# PIP

In [None]:
!pip install gymnasium[atari,accept-rom-license]



# CONNECT TO FS

In [None]:
!mkdir models


# CONFIG

In [None]:
# BATCH_SIZE is the number of transitions sampled from the replay buffer
# GAMMA is the discount factor as mentioned in the previous section
# EPS_START is the starting value of epsilon
# EPS_END is the final value of epsilon
# EPS_DECAY controls the rate of exponential decay of epsilon, higher means a slower decay
# TAU is the update rate of the target network
# LR is the learning rate of the ``AdamW`` optimizer
BATCH_SIZE = 128
GAMMA = 0.99
EPS_START = 0.9
EPS_END = 0.05
EPS_DECAY = 1000
TAU = 0.005
LR = 1e-4

ENV_NAME = "BreakoutDeterministic"

# PLOTTING

In [None]:
import matplotlib.pyplot as plt
import torch

def plot_durations(episode_durations,show_result=False):
	plt.figure(1)
	durations_t = torch.tensor(episode_durations, dtype=torch.float)
	if show_result:
		plt.title('Result')
	else:
		plt.clf()
		plt.title('Training...')
	plt.xlabel('Episode')
	plt.ylabel('Duration')
	plt.plot(durations_t.numpy())
	# Take 100 episode averages and plot them too
	if len(durations_t) >= 100:
		means = durations_t.unfold(0, 100, 1).mean(1).view(-1)
		means = torch.cat((torch.zeros(99), means))
		plt.savefig('training.png')
		plt.plot(means.numpy())
	plt.pause(0.001)  # pause a bit so that plots are updated

# TRANSFORMS

In [None]:
import torchvision.transforms as transforms

# Class to convert images to grayscale and crop
class Transforms:
    def to_gray(frame1, frame2=None):
        gray_transform = transforms.Compose([
            transforms.ToPILImage(),
            transforms.Grayscale(),
            transforms.CenterCrop((175,150)),
            transforms.Resize((84, 84)),
            transforms.ToTensor()
        ])

        # Subtract one frame from the other to get sense of ball and paddle direction
        if frame2 is not None:
            new_frame = gray_transform(frame2) - 0.4*gray_transform(frame1)
        else:
            new_frame = gray_transform(frame1)

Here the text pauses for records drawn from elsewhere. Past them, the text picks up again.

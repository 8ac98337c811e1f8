//! Controller wire protocol: newline-delimited JSON envelopes.
//!
//! ```text
//! controller                          agent
//!     │ ── hello{client_id, caps} ──────► │  admission
//!     │ ◄────────────── welcome{peer} ─── │  (rejected: socket closed)
//!     │ ── request{method, core, ..} ───► │
//!     │ ◄──── response{ok, result, err} ─ │  same request_id
//!     │ ◄───────── logs{subscription} ─── │  batched core output
//!     │ ◄────────────────── event{name} ─ │  start/stop callbacks
//!     │ ◄──── ping{nonce} / pong{nonce} ─► │  liveness, either side
//! ```

use serde::de::{self, DeserializeOwned, Visitor};
use serde::{Deserialize, Deserializer, Serialize, Serializer};
use serde_json::Value;
use std::fmt;
use std::marker::PhantomData;
use thiserror::Error;

use crate::config::CoreKind;
use crate::error::AgentError;

pub const DEFAULT_MAX_FRAME_BYTES: usize = 256 * 1024;
pub const CURRENT_PROTOCOL_VERSION: u16 = 1;

#[derive(Debug, Clone, Copy, PartialEq, Eq, Hash)]
pub struct ProtocolVersion(pub u16);

impl ProtocolVersion {
    pub const CURRENT: Self = Self(CURRENT_PROTOCOL_VERSION);
}

impl Default for ProtocolVersion {
    fn default() -> Self {
        Self::CURRENT
    }
}

impl Serialize for ProtocolVersion {
    fn serialize<S>(&self, serializer: S) -> Result<S::Ok, S::Error>
    where
        S: Serializer,
    {
        serializer.serialize_u16(self.0)
    }
}

impl<'de> Deserialize<'de> for ProtocolVersion {
    fn deserialize<D>(deserializer: D) -> Result<Self, D::Error>
    where
        D: Deserializer<'de>,
    {
        struct ProtocolVersionVisitor;

        impl<'de> Visitor<'de> for ProtocolVersionVisitor {
            type Value = ProtocolVersion;

            fn expecting(&self, formatter: &mut fmt::Formatter<'_>) -> fmt::Result {
                formatter.write_str("a protocol version as integer or string")
            }

            fn visit_u64<E>(self, value: u64) -> Result<Self::Value, E>
            where
                E: de::Error,
            {
                u16::try_from(value)
                    .map(ProtocolVersion)
                    .map_err(|_| E::custom(format!("protocol version out of range: {value}")))
            }

            fn visit_i64<E>(self, value: i64) -> Result<Self::Value, E>
            where
                E: de::Error,
            {
                let value = u64::try_from(value)
                    .map_err(|_| E::custom(format!("protocol version cannot be negative: {value}")))?;
                self.visit_u64(value)
            }

            fn visit_str<E>(self, value: &str) -> Result<Self::Value, E>
            where
                E: de::Error,
            {
                value
                    .trim()
                    .trim_start_matches('v')
                    .parse::<u16>()
                    .map(ProtocolVersion)
                    .map_err(|err| E::custom(format!("invalid protocol version '{value}': {err}")))
            }
        }

        deserializer.deserialize_any(ProtocolVersionVisitor)
    }
}

#[derive(Debug, Clone, Serialize, Deserialize, PartialEq)]
pub struct Envelope {
    #[serde(default)]
    pub version: ProtocolVersion,
    #[serde(skip_serializing_if = "Option::is_none")]
    #[serde(default)]
    pub request_id: Option<String>,
    #[serde(flatten)]
    pub msg: WireMsg,
}

impl Envelope {
    pub fn new(msg: WireMsg) -> Self {
        Self {
            version: ProtocolVersion::CURRENT,
            request_id: None,
            msg,
        }
    }

    pub fn reply(request_id: Option<String>, msg: WireMsg) -> Self {
        Self {
            request_id,
            ..Self::new(msg)
        }
    }
}

#[derive(Debug, Clone, Serialize, Deserialize, PartialEq)]
#[serde(tag = "type", content = "payload", rename_all = "snake_case")]
pub enum WireMsg {
    Hello(HelloPayload),
    Welcome(WelcomePayload),
    Ping(PingPayload),
    Pong(PingPayload),
    Request(RequestPayload),
    Response(ResponsePayload),
    Logs(LogsPayload),
    Event(EventPayload),
}

#[derive(Debug, Clone, Serialize, Deserialize, PartialEq, Eq)]
pub struct HelloPayload {
    pub client_id: String,
    /// Controller callbacks the agent may invoke, e.g. `on_start`.
    #[serde(default)]
    pub capabilities: Vec<String>,
}

#[derive(Debug, Clone, Serialize, Deserialize, PartialEq, Eq)]
pub struct WelcomePayload {
    pub peer: String,
}

#[derive(Debug, Clone, Serialize, Deserialize, PartialEq, Eq)]
pub struct PingPayload {
    pub nonce: u64,
}

#[derive(Debug, Clone, Copy, Serialize, Deserialize, PartialEq, Eq)]
#[serde(rename_all = "snake_case")]
pub enum Method {
    Start,
    Stop,
    Restart,
    Version,
    IsEnabled,
    FetchLogs,
    StopLogs,
}

#[derive(Debug, Clone, Serialize, Deserialize, PartialEq, Eq)]
pub struct RequestPayload {
    pub method: Method,
    #[serde(default)]
    pub core: CoreKind,
    /// Raw core config as the controller produced it.
    #[serde(default)]
    pub config: Option<String>,
    #[serde(default)]
    pub subscription: Option<u64>,
}

#[derive(Debug, Clone, Serialize, Deserialize, PartialEq)]
pub struct ResponsePayload {
    pub ok: bool,
    #[serde(default)]
    pub result: Value,
    #[serde(default)]
    #[serde(skip_serializing_if = "Option::is_none")]
    pub error: Option<RpcError>,
}

impl ResponsePayload {
    pub fn success(result: Value) -> Self {
        Self {
            ok: true,
            result,
            error: None,
        }
    }

    pub fn failure(err: &AgentError) -> Self {
        Self {
            ok: false,
            result: Value::Null,
            error: Some(RpcError {
                code: err.code().to_string(),
                message: err.to_string(),
            }),
        }
    }

    pub fn bad_request(message: impl Into<String>) -> Self {
        Self {
            ok: false,
            result: Value::Null,
            error: Some(RpcError {
                code: "bad_request".to_string(),
                message: message.into(),
            }),
        }
    }
}

#[derive(Debug, Clone, Serialize, Deserialize, PartialEq, Eq)]
pub struct RpcError {
    pub code: String,
    pub message: String,
}

#[derive(Debug, Clone, Serialize, Deserialize, PartialEq, Eq)]
pub struct LogsPayload {
    pub subscription: u64,
    pub text: String,
}

#[derive(Debug, Clone, Serialize, Deserialize, PartialEq, Eq)]
pub struct EventPayload {
    pub name: String,
}

#[derive(Debug, Clone, PartialEq, Eq, Error)]
pub enum FrameError {
    #[error("frame exceeds max size: {size} > {max}")]
    OversizedFrame { size: usize, max: usize },
    #[error("buffer exceeds max size without delimiter: {size} > {max}")]
    OversizedBuffer { size: usize, max: usize },
    #[error("frame encode failed: {0}")]
    Encode(String),
    #[error("frame decode failed: {0}")]
    Decode(String),
}

#[derive(Debug, Clone)]
pub struct DecodeReport<T> {
    pub frames: Vec<T>,
    pub errors: Vec<FrameError>,
}

impl<T> Default for DecodeReport<T> {
    fn default() -> Self {
        Self {
            frames: Vec::new(),
            errors: Vec::new(),
        }
    }
}

pub fn encode_frame<T: Serialize>(value: &T, max_frame_bytes: usize) -> Result<Vec<u8>, FrameError> {
    let mut encoded = serde_json::to_vec(value).map_err(|err| FrameError::Encode(err.to_string()))?;
    if encoded.len() > max_frame_bytes {
        return Err(FrameError::OversizedFrame {
            size: encoded.len(),
            max: max_frame_bytes,
        });
    }
    encoded.push(b'\n');
    Ok(encoded)
}

pub fn decode_frame<T: DeserializeOwned>(bytes: &[u8], max_frame_bytes: usize) -> Result<T, FrameError> {
    let raw = trim_line_end(bytes);
    if raw.len() > max_frame_bytes {
        return Err(FrameError::OversizedFrame {
            size: raw.len(),
            max: max_frame_bytes,
        });
    }
    serde_json::from_slice(raw).map_err(|err| FrameError::Decode(err.to_string()))
}

fn trim_line_end(bytes: &[u8]) -> &[u8] {
    let bytes = bytes.strip_suffix(b"\n").unwrap_or(bytes);
    bytes.strip_suffix(b"\r").unwrap_or(bytes)
}

/// Incremental splitter for a byte stream of NDJSON frames. Malformed or
/// oversized lines are reported and skipped; decoding continues after them.
pub struct NdjsonFrameDecoder<T> {
    max_frame_bytes: usize,
    pending: Vec<u8>,
    marker: PhantomData<T>,
}

impl<T> NdjsonFrameDecoder<T> {
    pub fn new(max_frame_bytes: usize) -> Self {
        Self {
            max_frame_bytes,
            pending: Vec::new(),
            marker: PhantomData,
        }
    }
}

impl<T> Default for NdjsonFrameDecoder<T> {
    fn default() -> Self {
        Self::new(DEFAULT_MAX_FRAME_BYTES)
    }
}

impl<T: DeserializeOwned> NdjsonFrameDecoder<T> {
    pub fn push_chunk(&mut self, chunk: &[u8]) -> DecodeReport<T> {
        let mut report = DecodeReport::default();
        self.pending.extend_from_slice(chunk);

        while let Some(newline_idx) = self.pending.iter().position(|byte| *byte == b'\n') {
            let line: Vec<u8> = self.pending.drain(..=newline_idx).collect();
            let frame = trim_line_end(&line);
            if !frame.is_empty() {
                self.decode_raw_frame(frame, &mut report);
            }
        }

        if self.pending.len() > self.max_frame_bytes {
            report.errors.push(FrameError::OversizedBuffer {
                size: self.pending.len(),
                max: self.max_frame_bytes,
            });
            self.pending.clear();
        }
        report
    }

    /// Decodes whatever is left after the peer closed without a newline.
    pub fn finish(&mut self) -> DecodeReport<T> {
        let mut report = DecodeReport::default();
        let rest = std::mem::take(&mut self.pending);
        let frame = trim_line_end(&rest);
        if !frame.is_empty() {
            self.decode_raw_frame(frame, &mut report);
        }
        report
    }

    fn decode_raw_frame(&self, frame: &[u8], report: &mut DecodeReport<T>) {
        if frame.len() > self.max_frame_bytes {
            report.errors.push(FrameError::OversizedFrame {
                size: frame.len(),
                max: self.max_frame_bytes,
            });
            return;
        }
        match serde_json::from_slice(frame) {
            Ok(parsed) => report.frames.push(parsed),
            Err(err) => report.errors.push(FrameError::Decode(err.to_string())),
        }
    }
}

#[cfg(test)]
mod tests {
    use super::*;
    use serde_json::json;

    fn start_request() -> Envelope {
        Envelope {
            version: ProtocolVersion::CURRENT,
            request_id: Some("req-1".to_string()),
            msg: WireMsg::Request(RequestPayload {
                method: Method::Start,
                core: CoreKind::SingBox,
                config: Some(r#"{"inbounds":[]}"#.to_string()),
                subscription: None,
            }),
        }
    }

    #[test]
    fn envelope_layout_matches_protocol() {
        let encoded = serde_json::to_value(start_request()).expect("encode");
        assert_eq!(
            encoded,
            json!({
                "version": 1,
                "request_id": "req-1",
                "type": "request",
                "payload": {
                    "method": "start",
                    "core": "sing_box",
                    "config": "{\"inbounds\":[]}",
                    "subscription": null
                }
            })
        );

        let welcome = serde_json::to_value(Envelope::new(WireMsg::Welcome(WelcomePayload {
            peer: "10.0.0.9".to_string(),
        })))
        .expect("encode");
        assert_eq!(welcome, json!({"version": 1, "type": "welcome", "payload": {"peer": "10.0.0.9"}}));
    }

    #[test]
    fn request_defaults_to_xray_core() {
        let decoded: Envelope = decode_frame(
            br#"{"type":"request","request_id":"7","payload":{"method":"version"}}"#,
            DEFAULT_MAX_FRAME_BYTES,
        )
        .expect("decode");
        assert_eq!(decoded.version, ProtocolVersion::CURRENT);
        match decoded.msg {
            WireMsg::Request(request) => {
                assert_eq!(request.method, Method::Version);
                assert_eq!(request.core, CoreKind::Xray);
                assert_eq!(request.config, None);
            }
            other => panic!("unexpected message: {other:?}"),
        }
    }

    #[test]
    fn version_field_accepts_string_and_number() {
        for raw in [
            r#"{"version":"1","type":"ping","payload":{"nonce":3}}"#,
            r#"{"version":"v1","type":"ping","payload":{"nonce":3}}"#,
            r#"{"version":1,"type":"ping","payload":{"nonce":3}}"#,
        ] {
            let decoded: Envelope = serde_json::from_str(raw).expect("decode");
            assert_eq!(decoded.version, ProtocolVersion(1));
            assert_eq!(decoded.msg, WireMsg::Ping(PingPayload { nonce: 3 }));
        }
        assert!(serde_json::from_str::<Envelope>(r#"{"version":-1,"type":"ping","payload":{"nonce":3}}"#).is_err());
    }

    #[test]
    fn failure_response_carries_error_code() {
        let response = ResponsePayload::failure(&AgentError::NotRunning(CoreKind::Xray));
        assert!(!response.ok);
        assert_eq!(
            response.error,
            Some(RpcError {
                code: "not_running".to_string(),
                message: "xray core is not running".to_string(),
            })
        );
        let encoded = serde_json::to_value(ResponsePayload::success(json!("1.8.4"))).expect("encode");
        assert_eq!(encoded, json!({"ok": true, "result": "1.8.4"}));
    }

    #[test]
    fn decoder_handles_split_chunks_and_recovers_from_garbage() {
        let frame = encode_frame(&start_request(), DEFAULT_MAX_FRAME_BYTES).expect("encode");
        let (head, tail) = frame.split_at(10);

        let mut decoder = NdjsonFrameDecoder::<Envelope>::default();
        let first = decoder.push_chunk(head);
        assert!(first.frames.is_empty() && first.errors.is_empty());

        let mut rest = tail.to_vec();
        rest.extend_from_slice(b"{\"type\":\"nope\"\r\n\n");
        rest.extend_from_slice(&frame);
        let report = decoder.push_chunk(&rest);
        assert_eq!(report.frames, vec![start_request(), start_request()]);
        assert_eq!(report.errors.len(), 1);
        assert!(matches!(report.errors[0], FrameError::Decode(_)));
    }

    #[test]
    fn oversized_frames_are_rejected_both_ways() {
        let logs = Envelope::new(WireMsg::Logs(LogsPayload {
            subscription: 1,
            text: "x".repeat(256),
        }));
        assert!(matches!(encode_frame(&logs, 64), Err(FrameError::OversizedFrame { .. })));

        let mut decoder = NdjsonFrameDecoder::<Envelope>::new(128);
        let report = decoder.push_chunk(&vec![b'x'; 200]);
        assert!(matches!(report.errors[..], [FrameError::OversizedBuffer { size: 200, max: 128 }]));

        let ping = encode_frame(&Envelope::new(WireMsg::Ping(PingPayload { nonce: 1 })), 128).expect("encode");
        let report = decoder.push_chunk(&ping);
        assert_eq!(report.frames.len(), 1);
    }

    #[test]
    fn finish_decodes_unterminated_tail() {
        let mut decoder = NdjsonFrameDecoder::<Envelope>::default();
        let report = decoder.push_chunk(br#"{"type":"pong","payload":{"nonce":9}}"#);
        assert!(report.frames.is_empty());
        let report = decoder.finish();
        assert_eq!(report.frames[0].msg, WireMsg::Pong(PingPayload { nonce: 9 }));
        assert!(decoder.finish().frames.is_empty());
    }
}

        return new_frame.numpy()

# REPLAY_MEMORY

In [None]:

from collections import namedtuple, deque
import random

Transition = namedtuple('transition', ('state', 'action', 'reward', 'state_', 'done', 'raw_state'))

# Memory which allows for storing and sampling batches of transtions
class ReplayMemory(object):
    def __init__(self, size=1e6):
        self.buffer = []
        self.max_size = size
        self.pointer = 0

    # Adds a single transitions to the memory buffer
    def add_transition(self, *args):
        if len(self.buffer) < self.max_size:
            self.buffer.append(None)

        self.buffer[self.pointer] = Transition(*args)
        self.pointer = int((self.pointer + 1) % self.max_size)

    # Samples a batch of transitions
    def sample_batch(self, batch_size=64):
        batch = random.sample(self.buffer, batch_size)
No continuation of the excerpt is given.